7/10
Tolerable thriller
25 November 2011
Warning: Spoilers
We do love Nicolas Cage, don't we? His career is always interesting, even if his films aren't - he seems to make, in equal measure (although not necessarily consecutively) critically acclaimed art-house movies, multiplex crowd pleasers, and utter clunkers. Justice (aka Seeking Justice) seems to have been prejudged as being a clunker.

It tells of what befalls teacher Will Gerard (Cage), after his musician wife Laura (January Jones) is brutally raped and beaten.
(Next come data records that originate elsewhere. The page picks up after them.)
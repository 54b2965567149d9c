//! Configuration for the stores

use serde::{Deserialize, Serialize};
use std::path::PathBuf;

/// Store configuration
#[derive(Debug, Clone, Serialize, Deserialize)]
pub struct Config {
    /// Data directory for RocksDB
    pub data_dir: PathBuf,

    /// RocksDB configuration
    pub rocksdb: RocksDbConfig,
}

impl Default for Config {
    fn default() -> Self {
        Self {
            data_dir: PathBuf::from("./data/store"),
            rocksdb: RocksDbConfig::default(),
        }
    }
}

/// RocksDB configuration
#[derive(Debug, Clone, Serialize, Deserialize)]
pub struct RocksDbConfig {
    /// Write buffer size (MB)
    pub write_buffer_size_mb: usize,

    /// Max write buffers
    pub max_write_buffer_number: i32,

    /// Max background jobs (compaction + flush)
    pub max_background_jobs: i32,

    /// Balance-write conflict retry limit. Optimistic transactions on a hot
    /// buyer account retry up to this many times before surfacing contention.
    pub max_txn_retries: u32,
}

impl Default for RocksDbConfig {
    fn default() -> Self {
        Self {
            write_buffer_size_mb: 64,
            max_write_buffer_number: 4,
            max_background_jobs: 4,
            max_txn_retries: 32,
        }
    }
}

impl Config {
    /// Load from file
    pub fn from_file(path: impl AsRef<std::path::Path>) -> crate::Result<Self> {
        let content = std::fs::read_to_string(path)?;
        let config: Config = toml::from_str(&content)
            .map_err(|e| crate::Error::Config(format!("Failed to parse config: {}", e)))?;
        Ok(config)
    }

    /// Load from environment variables
    pub fn from_env() -> crate::Result<Self> {
        let mut config = Config::default();

        if let Ok(data_dir) = std::env::var("VENDKIT_DATA_DIR") {
            config.data_dir = PathBuf::from(data_dir);
        }

        Ok(config)
    }
}

#[cfg(test)]
mod tests {
    use super::*;

    #[test]
    fn test_default_config() {
        let config = Config::default();
        assert_eq!(config.data_dir, PathBuf::from("./data/store"));
        assert_eq!(config.rocksdb.max_txn_retries, 32);
    }

    #[test]
    fn test_config_from_toml() {
        let toml = r#"
            data_dir = "/tmp/vendkit"

            [rocksdb]
            write_buffer_size_mb = 16
            max_write_buffer_number = 2
            max_background_jobs = 2
            max_txn_retries = 8
        "#;
        let config: Config = toml::from_str(toml).unwrap();
        assert_eq!(config.data_dir, PathBuf::from("/tmp/vendkit"));
        assert_eq!(config.rocksdb.write_buffer_size_mb, 16);
        assert_eq!(config.rocksdb.max_txn_retries, 8);
    }
}
//! VendKit Checkout
//!
//! Claim & settlement coordinator for the digital-goods storefront. Turns a
//! buy request into a guaranteed-consistent transition across the inventory
//! item, the buyer's prepaid balance, and the append-only ledger, under
//! concurrent access from many simultaneous buyers.
//!
//! # Guarantees
//!
//! - **No double-sell**: at most one buyer wins any item's claim
//! - **Debit matches claim**: buyers are charged the authoritative price of
//!   items they actually won, never a stale pre-check price
//! - **No overdraft**: balances are never observably negative
//! - **Compensated failure**: a won claim whose debit fails is released, not
//!   left claimed-but-unbilled
//! - **No double-refund**: of concurrent refunds for one sale, exactly one
//!   credits the owner

#![forbid(unsafe_code)]
#![warn(missing_docs, rust_2018_idioms, unused_qualifications)]

pub mod engine;
pub mod error;
pub mod metrics;
pub mod types;

// Re-exports
pub use engine::CheckoutEngine;
pub use error::{Error, Result};
pub use metrics::Metrics;
pub use types::{BatchReceipt, Config, PurchaseReceipt, RefundReceipt};
//! Core types for the storefront stores
//!
//! All types are designed for:
//! - Deterministic serialization (bincode)
//! - Exact arithmetic (Decimal for money)

use chrono::{DateTime, Utc};
use rust_decimal::{Decimal, RoundingStrategy};
use serde::{Deserialize, Serialize};
use std::fmt;
use uuid::Uuid;

/// Inventory item identifier (opaque)
#[derive(Debug, Clone, PartialEq, Eq, Hash, Serialize, Deserialize)]
pub struct ItemId(String);

impl ItemId {
    /// Create new item ID
    pub fn new(id: impl Into<String>) -> Self {
        Self(id.into())
    }

    /// Get as string
    pub fn as_str(&self) -> &str {
        &self.0
    }

    /// Key bytes for storage
    pub fn as_bytes(&self) -> &[u8] {
        self.0.as_bytes()
    }
}

impl fmt::Display for ItemId {
    fn fmt(&self, f: &mut fmt::Formatter<'_>) -> fmt::Result {
        write!(f, "{}", self.0)
    }
}

/// Buyer identifier (opaque)
#[derive(Debug, Clone, PartialEq, Eq, Hash, Serialize, Deserialize)]
pub struct BuyerId(String);

impl BuyerId {
    /// Create new buyer ID
    pub fn new(id: impl Into<String>) -> Self {
        Self(id.into())
    }

    /// Get as string
    pub fn as_str(&self) -> &str {
        &self.0
    }

    /// Key bytes for storage
    pub fn as_bytes(&self) -> &[u8] {
        self.0.as_bytes()
    }
}

impl fmt::Display for BuyerId {
    fn fmt(&self, f: &mut fmt::Formatter<'_>) -> fmt::Result {
        write!(f, "{}", self.0)
    }
}

/// Round a monetary amount to the currency's minor unit (two decimals),
/// half away from zero. Used for refund credits so repeated
/// purchase/refund cycles cannot accumulate drift.
pub fn round_minor_unit(amount: Decimal) -> Decimal {
    amount.round_dp_with_strategy(2, RoundingStrategy::MidpointAwayFromZero)
}

/// A sellable digital record. Sold to exactly one buyer, exactly once;
/// a refund returns it to the unclaimed pool.
///
/// Invariant: `claimed == false` implies `owner` and `claimed_at` are absent;
/// `claimed == true` implies `owner` is present.
#[derive(Debug, Clone, Serialize, Deserialize)]
pub struct InventoryItem {
    /// Item ID
    pub id: ItemId,

    /// Sale price (two-decimal currency unit)
    pub price: Decimal,

    /// The digital record itself. Only revealed through a successful
    /// purchase, never through catalog views.
    pub payload: String,

    /// Whether the item has been sold
    pub claimed: bool,

    /// Owning buyer, present only when claimed
    pub owner: Option<BuyerId>,

    /// Claim timestamp, present only when claimed
    pub claimed_at: Option<DateTime<Utc>>,
}

impl InventoryItem {
    /// Create a new unclaimed item
    pub fn new(id: ItemId, price: Decimal, payload: impl Into<String>) -> Self {
        Self {
            id,
            price,
            payload: payload.into(),
            claimed: false,
            owner: None,
            claimed_at: None,
        }
    }

    /// Check the claimed-flag/owner invariant
    pub fn invariant_holds(&self) -> bool {
        if self.claimed {
            self.owner.is_some()
        } else {
            self.owner.is_none() && self.claimed_at.is_none()
        }
    }
}

/// Sanitized catalog view of an item. Never carries the payload or the
/// owning buyer.
#[derive(Debug, Clone, Serialize, Deserialize)]
pub struct CatalogItem {
    /// Item ID
    pub id: ItemId,

    /// Sale price
    pub price: Decimal,

    /// Whether the item has been sold
    pub claimed: bool,
}

impl From<&InventoryItem> for CatalogItem {
    fn from(item: &InventoryItem) -> Self {
        Self {
            id: item.id.clone(),
            price: item.price,
            claimed: item.claimed,
        }
    }
}

/// Per-buyer prepaid account
#[derive(Debug, Clone, Serialize, Deserialize)]
pub struct BuyerAccount {
    /// Buyer ID
    pub id: BuyerId,

    /// Current balance. Never negative at any observable point.
    pub balance: Decimal,
}

impl BuyerAccount {
    /// Create account with an opening balance
    pub fn new(id: BuyerId, balance: Decimal) -> Self {
        Self { id, balance }
    }
}

/// Kind of balance-affecting event
#[derive(Debug, Clone, Copy, PartialEq, Eq, Serialize, Deserialize)]
#[repr(u8)]
pub enum EntryKind {
    /// Item purchase (debit)
    Purchase = 1,
    /// Sale reversal (credit)
    Refund = 2,
    /// Approved deposit (credit, written by the deposit collaborator)
    Deposit = 3,
    /// Back-office adjustment
    Adjustment = 4,
}

impl fmt::Display for EntryKind {
    fn fmt(&self, f: &mut fmt::Formatter<'_>) -> fmt::Result {
        let s = match self {
            EntryKind::Purchase => "purchase",
            EntryKind::Refund => "refund",
            EntryKind::Deposit => "deposit",
            EntryKind::Adjustment => "adjustment",
        };
        write!(f, "{}", s)
    }
}

/// Ledger entry status
#[derive(Debug, Clone, Copy, PartialEq, Eq, Serialize, Deserialize)]
#[repr(u8)]
pub enum EntryStatus {
    /// Settled entry (everything the engine writes)
    Completed = 1,
    /// Awaiting external approval (deposit collaborator only)
    Pending = 2,
}

/// Immutable record of one balance-affecting event.
///
/// One entry per settled purchase-of-one-item or refund-of-one-item.
/// Never mutated after creation.
#[derive(Debug, Clone, Serialize, Deserialize)]
pub struct LedgerEntry {
    /// Entry ID (UUIDv7 for time-ordering)
    pub entry_id: Uuid,

    /// Buyer the entry is attributed to
    pub buyer: BuyerId,

    /// Event kind
    pub kind: EntryKind,

    /// Amount (always positive; direction is implied by `kind`)
    pub amount: Decimal,

    /// Human-readable description
    pub description: String,

    /// Entry status
    pub status: EntryStatus,

    /// Creation timestamp
    pub created_at: DateTime<Utc>,
}

impl LedgerEntry {
    /// Create a completed entry with a fresh time-ordered ID
    pub fn completed(
        buyer: BuyerId,
        kind: EntryKind,
        amount: Decimal,
        description: impl Into<String>,
    ) -> Self {
        Self {
            entry_id: Uuid::now_v7(),
            buyer,
            kind,
            amount,
            description: description.into(),
            status: EntryStatus::Completed,
            created_at: Utc::now(),
        }
    }
}

#[cfg(test)]
mod tests {
    use super::*;
    use rust_decimal_macros::dec;

    #[test]
    fn test_item_invariant() {
        let mut item = InventoryItem::new(ItemId::new("itm-1"), dec!(7.00), "record");
        assert!(item.invariant_holds());

        item.claimed = true;
        assert!(!item.invariant_holds());

        item.owner = Some(BuyerId::new("buyer-1"));
        item.claimed_at = Some(Utc::now());
        assert!(item.invariant_holds());
    }

    #[test]
    fn test_catalog_view_hides_payload() {
        let item = InventoryItem::new(ItemId::new("itm-1"), dec!(7.00), "secret");
        let view = CatalogItem::from(&item);
        assert_eq!(view.id, item.id);
        assert_eq!(view.price, dec!(7.00));
        let json = serde_json::to_string(&view).unwrap();
        assert!(!json.contains("secret"));
    }

    #[test]
    fn test_round_minor_unit_half_away_from_zero() {
        assert_eq!(round_minor_unit(dec!(1.005)), dec!(1.01));
        assert_eq!(round_minor_unit(dec!(-1.005)), dec!(-1.01));
        assert_eq!(round_minor_unit(dec!(7.00)), dec!(7.00));
        assert_eq!(round_minor_unit(dec!(2.344)), dec!(2.34));
    }

    #[test]
    fn test_ledger_entry_ids_time_ordered() {
        let a = LedgerEntry::completed(
            BuyerId::new("b"),
            EntryKind::Purchase,
            dec!(1.00),
            "first",
        );
        // UUIDv7 ordering is only guaranteed across millisecond boundaries
        std::thread::sleep(std::time::Duration::from_millis(2));
        let b = LedgerEntry::completed(
            BuyerId::new("b"),
            EntryKind::Purchase,
            dec!(1.00),
            "second",
        );
        assert!(a.entry_id < b.entry_id);
    }
}
//! Catalog Reader
//!
//! Read-only, sanitized views over the Inventory Store for listing and
//! pre-checks. Views never expose the item payload or the owning buyer,
//! and they are never authoritative: the claim compare-and-set decides
//! who actually gets an item.

use crate::{
    error::Result,
    inventory::InventoryStore,
    types::{CatalogItem, ItemId},
};

/// Sanitized read-only catalog over the inventory
#[derive(Clone)]
pub struct CatalogReader {
    inventory: InventoryStore,
}

impl CatalogReader {
    /// Create a reader over an inventory store
    pub fn new(inventory: InventoryStore) -> Self {
        Self { inventory }
    }

    /// Sanitized view of one item
    pub fn get_item(&self, id: &ItemId) -> Result<CatalogItem> {
        Ok(CatalogItem::from(&self.inventory.get_item(id)?))
    }

    /// Sanitized view of one item, `None` if absent
    pub fn try_get_item(&self, id: &ItemId) -> Result<Option<CatalogItem>> {
        Ok(self
            .inventory
            .try_get_item(id)?
            .as_ref()
            .map(CatalogItem::from))
    }

    /// Sanitized views of all unclaimed items
    pub fn available_items(&self) -> Result<Vec<CatalogItem>> {
        Ok(self
            .inventory
            .available_items()?
            .iter()
            .map(CatalogItem::from)
            .collect())
    }
}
He is approached in the hospital waiting room by mysterious and vaguely menacing stranger Simon (Guy Pearce) who observes how little the law seems to do for people in the Gerards' situation, and offers to fill that gap - and it will only cost some sort of small favour in the future. Seeing his wife's condition, Will accepts, and Laura's rapist duly turns up dead in fairly short order. Then Simon calls Will for the favour, and that's when things go pear-shaped.

This isn't such a clunker as you may have been led to believe. It isn't a multiplex crowd-pleaser either, but it has a good set-up, a gritty feel, and a cast who perform with commitment. The resolution, unfortunately, isn't as good as the set-up, and the script isn't too brilliant (with, frankly, some fairly unbelievable stuff in it), but it is a decent, if unexceptional, thriller - there have been much worse, and Cage has been responsible for some of them!